Nino Pio Ricci (born 1959) is a Canadian novelist who lives in Toronto, Ontario. He was born in Leamington, Ontario to Italian immigrants, Virginio and Amelia Ricci, from the province of Isernia, Molise.

Ricci received a B.A. in English literature from York University, Toronto in 1981 and a Master's in Creative Writing from Concordia University, Montreal in 1987. Ricci has travelled in Europe and Africa, where, in Nigeria, he taught English literature and language in a high school for two years.

Ricci's first novel Lives of the Saints was a critical and commercial success. It won the Books in Canada First Novel Award, the 1990 Governor General's Award for Fiction and a Betty Trask Award. It forms a trilogy with Ricci's next two novels, In a Glass House (1993) and Where She Has Gone (1997).

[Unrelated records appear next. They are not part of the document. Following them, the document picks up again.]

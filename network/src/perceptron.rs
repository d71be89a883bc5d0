use rand::rngs::StdRng;
use rand::{Rng, SeedableRng};

use crate::activation::step;
use crate::error::{check_len, check_learning_rate, check_width, NetworkError};
use crate::example::LabeledExample;
use crate::Result;

/// Single linear unit with a step activation.
///
/// Holds `input_width + 1` weights. Index 0 is the bias weight, paired with a
/// constant input of 1; the remaining weights line up with the inputs.
#[derive(Debug, Clone, PartialEq)]
pub struct Perceptron {
    weights: Box<[f64]>,
    learning_rate: f64,
}

impl Perceptron {
    pub fn new(input_width: usize, learning_rate: f64) -> Result<Self> {
        Self::with_rng(input_width, learning_rate, &mut StdRng::from_entropy())
    }

    /// Draws the initial weights uniformly from `[-1, 1]` using `rng`.
    pub fn with_rng<R: Rng + ?Sized>(
        input_width: usize,
        learning_rate: f64,
        rng: &mut R,
    ) -> Result<Self> {
        let input_width = check_width("perceptron input", input_width)?;
        let learning_rate = check_learning_rate(learning_rate)?;

        let weights = (0..=input_width)
            .map(|_| rng.gen_range(-1.0..=1.0))
            .collect();

        Ok(Self {
            weights,
            learning_rate,
        })
    }

    /// Builds a perceptron from explicit weights, bias weight first.
    pub fn from_weights(weights: Vec<f64>, learning_rate: f64) -> Result<Self> {
        if weights.len() < 2 {
            return Err(NetworkError::InvalidWidth {
                what: "perceptron input",
            });
        }
        let learning_rate = check_learning_rate(learning_rate)?;

        Ok(Self {
            weights: weights.into_boxed_slice(),
            learning_rate,
        })
    }

    #[inline]
    pub fn input_width(&self) -> usize {
        self.weights.len() - 1
    }

    pub fn weights(&self) -> &[f64] {
        &self.weights
    }

    pub fn bias(&self) -> f64 {
        self.weights[0]
    }

    pub fn learning_rate(&self) -> f64 {
        self.learning_rate
    }

    pub fn predict(&self, inputs: &[f64]) -> Result<bool> {
        check_len("perceptron input", self.input_width(), inputs.len())?;
        Ok(step(self.weighted_sum(inputs)))
    }

    /// Applies the perceptron rule for one example:
    /// `w_i += lr * (target - prediction) * x_i`, with `x_0 = 1`.
    pub fn train_one(&mut self, inputs: &[f64], target: bool) -> Result<()> {
        let prediction = self.predict(inputs)?;
        let error = f64::from(u8::from(target)) - f64::from(u8::from(prediction));
        if error == 0.0 {
            return Ok(());
        }

        let rate = self.learning_rate * error;
        self.weights[0] += rate;
        for (weight, input) in self.weights[1..].iter_mut().zip(inputs) {
            *weight += rate * input;
        }

        Ok(())
    }

    /// Runs `epochs` passes over `examples` in the given order.
    ///
    /// Every example is shape-checked up front, so a malformed one fails the
    /// call before any weight has moved.
    pub fn train(&mut self, examples: &[LabeledExample], epochs: usize) -> Result<()> {
        for example in examples {
            check_len("perceptron input", self.input_width(), example.inputs.len())?;
        }

        for _ in 0..epochs {
            for example in examples {
                self.train_one(&example.inputs, example.target)?;
            }
        }

        Ok(())
    }

    /// Fraction of `examples` classified correctly. Zero for an empty slice.
    pub fn accuracy(&self, examples: &[LabeledExample]) -> Result<f64> {
        if examples.is_empty() {
            return Ok(0.0);
        }

        let mut correct = 0usize;
        for example in examples {
            if self.predict(&example.inputs)? == example.target {
                correct += 1;
            }
        }

        Ok(correct as f64 / examples.len() as f64)
    }

    // Bias first, then inputs in order
    #[inline(always)]
    fn weighted_sum(&self, inputs: &[f64]) -> f64 {
        inputs
            .iter()
            .zip(&self.weights[1..])
            .fold(self.weights[0], |sum, (x, w)| sum + x * w)
    }
}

Ricci served as one of the directors of PEN Canada from 1990 to 1996, and as president during 1995–96. He was the writer-in-residence at the University of Windsor for the 2005–06 academic year.

==Awards and nominations==
- 1990 Governor General's Award for Fiction for Lives of the Saints
- 1990 Books in Canada First Novel Award for Lives of the Saints
- 1997 Giller Prize (shortlist for Where She Has Gone)
- 2002 Trillium Book Award (co-winner for Testament)
- 2006 Alistair MacLeod Award for Literary Achievement
- 2008 Giller Prize (longlist for The Origin of Species)
- 2008 Governor General's Award for Fiction for The Origin of Species
- 2011 Member of the Order of Canada

==Works==

===Novels===
- Lives of the Saints (1990) (inspiration for a TV miniseries directed by Jerry Ciccoritti)
- In a Glass House (1993)
- Where She Has Gone (1997)
- Testament (2002)
- The Origin of Species (2008)
- Sleep (2015)

===Non-Fiction===
- Roots and Frontiers (essays and memoir) (2003)
- Pierre Elliott Trudeau (biography) (2009)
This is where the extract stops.